Video of hundreds of blindfolded, shackled “Muslim” prisoners in China emerges!

Human rights groups say China is holding one million people, mostly ethnic Uighurs, at detention camps - a charge Beijing denies.

Videos purportedly showing hundreds of prisoners in China with their heads shaved, their hands bound behind their back and blindfolds over their faces prisoners in a mostly Muslim region of China is believed to be authentic, a European security source confirms

The videos, posted anonymously on Twitter and YouTube Tuesday, appears to show hundreds of prisoners believed to be from China’s minority Uighur Muslims, Sky News reported.

It is not known how the footage was taken – possibly by a drone – but in an accompanying post on Twitter, the account holder wrote: “The people of today’s society always live under the supervision of the government with high technology. Now we use technology to show the modern society of Xinjiang. People lose their freedom. No hope for future.”

Human rights organisations accuse China of holding one million people, mostly ethnic Uighurs, at sprawling detention camps in Xinjiang province – a charge Beijing strongly denies.

the footage, posted anonymously on Tuesday on Twitter and YouTube, shows lines of men, heads shaved, hands bound behind their back, sitting in lines on the floor or being moved by guards at a station in the city of Korla in Xinjiang, northwest China.

The European security source said: “We’ve examined the footage and believe it to be genuine.

“It shows up to 600 prisoners being moved; they’re shackled together, have shaved heads, are blindfolded and have their hands locked behind their backs. This is typical of the way the Chinese move this type of prisoner.”

The images were thought to have been taken earlier this year, the source added.

Beijing has in the past repeatedly denied all allegations of abuse against the Uighur community and other ethnic minority groups in China.

China insists the alleged detention sites are “vocational” centres aimed at training and skills development. In a report earlier this year to counter criticism, the government said it had arrested nearly 13,000 people it described as “terrorists” and had broken up hundreds of “terrorist gangs” in Xinjiang since 2014.

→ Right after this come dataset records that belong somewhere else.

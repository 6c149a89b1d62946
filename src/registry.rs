//! App registry — descriptors for installable integrations and the loader
//! that keeps the store's catalog in sync with the gateway.
//!
//! Descriptors are immutable once loaded; the whole set is replaced on load
//! or refresh, never edited in place.

use serde::{Deserialize, Serialize};
use tracing::{debug, warn};

use crate::gateway::SharedGateway;
use crate::status;
use crate::store::{AppState, ScopeToken, Store};

// ─── Descriptor types ─────────────────────────────────────────────────────────

/// One installable integration as served by the registry.
#[derive(Debug, Clone, PartialEq, Serialize, Deserialize)]
#[serde(rename_all = "camelCase")]
pub struct AppDescriptor {
    /// Unique identifier — the stable key across registry and status maps.
    pub name: String,
    pub description: String,
    #[serde(default)]
    pub category: String,
    #[serde(default)]
    pub developer: String,
    #[serde(default)]
    pub price: String,
    pub icon: Icon,
    /// Ordered setup steps shown before install. When present, its `input`
    /// items define the required values.
    #[serde(default, skip_serializing_if = "Option::is_none")]
    pub setup: Option<Vec<SetupItem>>,
    /// Required secrets collected before install when `setup` is absent.
    #[serde(default, skip_serializing_if = "Option::is_none")]
    pub env_vars: Option<Vec<EnvVarSpec>>,
}

impl AppDescriptor {
    /// Keys the user must fill in before this app can be installed.
    ///
    /// `setup` takes precedence over `env_vars` when both are present.
    pub fn required_keys(&self) -> Vec<&str> {
        if let Some(setup) = &self.setup {
            setup
                .iter()
                .filter_map(|item| match item {
                    SetupItem::Input { key, .. } => Some(key.as_str()),
                    SetupItem::Text { .. } => None,
                })
                .collect()
        } else if let Some(vars) = &self.env_vars {
            vars.iter().map(|v| v.name.as_str()).collect()
        } else {
            Vec::new()
        }
    }

    /// Whether installing this app requires collecting values first.
    pub fn requires_setup(&self) -> bool {
        !self.required_keys().is_empty()
    }
}

/// App icon — either an image pair or a symbolic icon name.
#[derive(Debug, Clone, PartialEq, Serialize, Deserialize)]
#[serde(tag = "type", rename_all = "lowercase")]
pub enum Icon {
    Url { url: IconUrl },
    Lucide { icon: String },
}

/// Light/dark image references for [`Icon::Url`].
#[derive(Debug, Clone, PartialEq, Serialize, Deserialize)]
pub struct IconUrl {
    pub light: String,
    pub dark: String,
}

/// One step of an app's setup sequence.
#[derive(Debug, Clone, PartialEq, Serialize, Deserialize)]
#[serde(tag = "type", rename_all = "lowercase")]
pub enum SetupItem {
    /// Informational step with static content.
    Text { label: String, value: String },
    /// Editable value, persisted under `key` via the gateway.
    Input {
        key: String,
        label: String,
        #[serde(default, skip_serializing_if = "Option::is_none")]
        placeholder: Option<String>,
    },
}

/// A required secret for apps without a full setup sequence.
#[derive(Debug, Clone, PartialEq, Serialize, Deserialize)]
pub struct EnvVarSpec {
    pub name: String,
    pub label: String,
    pub description: String,
}

// ─── Static fallback catalog ──────────────────────────────────────────────────

fn url_icon(light: &str, dark: &str) -> Icon {
    Icon::Url {
        url: IconUrl {
            light: light.to_string(),
            dark: dark.to_string(),
        },
    }
}

fn lucide_icon(name: &str) -> Icon {
    Icon::Lucide {
        icon: name.to_string(),
    }
}

fn plain_app(
    name: &str,
    description: &str,
    icon: Icon,
    category: &str,
    price: &str,
    developer: &str,
) -> AppDescriptor {
    AppDescriptor {
        name: name.to_string(),
        description: description.to_string(),
        category: category.to_string(),
        developer: developer.to_string(),
        price: price.to_string(),
        icon,
        setup: None,
        env_vars: None,
    }
}

/// The built-in catalog used when the registry has never loaded.
pub fn default_apps() -> Vec<AppDescriptor> {
    vec![
        plain_app(
            "Browser",
            "Web browser",
            url_icon("/servers/browser.svg", "/servers/browser.svg"),
            "Utilities",
            "Get",
            "Google LLC",
        ),
        plain_app(
            "Time",
            "Time",
            lucide_icon("clock"),
            "Utilities",
            "Get",
            "Model Context Protocol",
        ),
        plain_app(
            "Hacker News",
            "Hacker News",
            url_icon("/servers/yc.svg", "/servers/yc.svg"),
            "Social",
            "Get",
            "Y Combinator",
        ),
        AppDescriptor {
            env_vars: Some(vec![EnvVarSpec {
                name: "LINEAR_API_KEY".to_string(),
                label: "Linear API Key".to_string(),
                description: "Your Linear API key for authentication".to_string(),
            }]),
            ..plain_app(
                "Linear",
                "Linear",
                url_icon("/servers/linear-dark.svg", "/servers/linear-light.svg"),
                "Productivity",
                "Get",
                "Linear",
            )
        },
        plain_app(
            "Gmail",
            "Email and messaging platform",
            url_icon("/servers/gmail.svg", "/servers/gmail.svg"),
            "Productivity",
            "Free",
            "Google LLC",
        ),
        plain_app(
            "Google Calendar",
            "Schedule and organize events",
            url_icon("/servers/gcal.svg", "/servers/gcal.svg"),
            "Productivity",
            "Free",
            "Google LLC",
        ),
        plain_app(
            "Google Drive",
            "Cloud storage and file sharing",
            lucide_icon("hard-drive"),
            "Productivity",
            "Free",
            "Google LLC",
        ),
    ]
}

/// The loaded registry, or the static catalog when nothing has loaded yet.
pub fn apps_or_default(store: &Store) -> Vec<AppDescriptor> {
    let apps = store.snapshot().apps;
    if apps.is_empty() {
        default_apps()
    } else {
        apps
    }
}

/// Look up one descriptor by name in the effective catalog.
pub fn find_app(store: &Store, name: &str) -> Option<AppDescriptor> {
    apps_or_default(store).into_iter().find(|a| a.name == name)
}

// ─── Loader ───────────────────────────────────────────────────────────────────

/// Load the registry from the gateway and replace the store's catalog.
///
/// On failure the catalog is set to empty (fails open — the UI shows no
/// apps rather than stale or partial data) and the failure is logged only;
/// background load errors are not surfaced to the user.
pub async fn load_apps(store: &Store, gateway: &SharedGateway) -> Vec<AppDescriptor> {
    load_apps_scoped(store, gateway, &ScopeToken::new()).await
}

/// [`load_apps`] with a cancellation scope. A result that arrives after the
/// scope was cancelled is returned to the caller but not committed.
pub async fn load_apps_scoped(
    store: &Store,
    gateway: &SharedGateway,
    scope: &ScopeToken,
) -> Vec<AppDescriptor> {
    store.set_state(|s| AppState {
        is_loading_apps: true,
        ..s.clone()
    });

    let result = gateway.get_app_registry().await;

    // A cancelled scope discards the payload but must still clear the
    // loading flag, or the UI shows a placeholder forever.
    if scope.is_cancelled() {
        debug!("discarding cancelled registry load");
        store.set_state(|s| AppState {
            is_loading_apps: false,
            ..s.clone()
        });
        return result.unwrap_or_default();
    }

    match result {
        Ok(apps) => {
            debug!(count = apps.len(), "app registry loaded");
            let committed = apps.clone();
            store.set_state(move |s| AppState {
                apps: committed,
                is_loading_apps: false,
                ..s.clone()
            });
            apps
        }
        Err(e) => {
            warn!(error = %e, "failed to load app registry");
            store.set_state(|s| AppState {
                apps: Vec::new(),
                is_loading_apps: false,
                ..s.clone()
            });
            Vec::new()
        }
    }
}

/// Force-refresh the registry from its remote source, then reload statuses
/// for the current client. Registry and status must not diverge: new apps
/// may have appeared, so a catalog refresh always invalidates the cache.
pub async fn refresh_apps(store: &Store, gateway: &SharedGateway) -> Vec<AppDescriptor> {
    store.set_state(|s| AppState {
        is_loading_apps: true,
        ..s.clone()
    });

    let apps = match gateway.refresh_app_registry().await {
        Ok(apps) => {
            debug!(count = apps.len(), "app registry refreshed");
            let committed = apps.clone();
            store.set_state(move |s| AppState {
                apps: committed,
                is_loading_apps: false,
                ..s.clone()
            });
            apps
        }
        Err(e) => {
            warn!(error = %e, "failed to refresh app registry");
            store.set_state(|s| AppState {
                apps: Vec::new(),
                is_loading_apps: false,
                ..s.clone()
            });
            Vec::new()
        }
    };

    let client = store.snapshot().current_client;
    status::load_app_statuses(store, gateway, client).await;

    apps
}

/// Parse a registry payload. Used by gateway implementations and tests.
pub fn parse_registry(raw: &str) -> Result<Vec<AppDescriptor>, serde_json::Error> {
    serde_json::from_str(raw)
}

The issue of the Uighurs could come up during the United Nations General Assembly next week when world leaders gather in New York.

Five human rights organisations have called on UN Secretary-General Antonio Guterres to condemn the Chinese government’s detention of more than a million Muslims in the Xinjiang region and call for the immediate closure of government detention camps.

In a letter to the UN chief released on Tuesday and reported by the Associated Press, the rights groups said these actions would be an important contribution to addressing “one of the most pressing human rights issues of our time”.

It was signed by Human Rights Watch, Amnesty International, the International Commission of Jurists, the International Federation for Human Rights and the World Uighur Conference.

Criticism has grown over China’s internment of the Uighurs and members of other predominantly Muslim ethnic groups.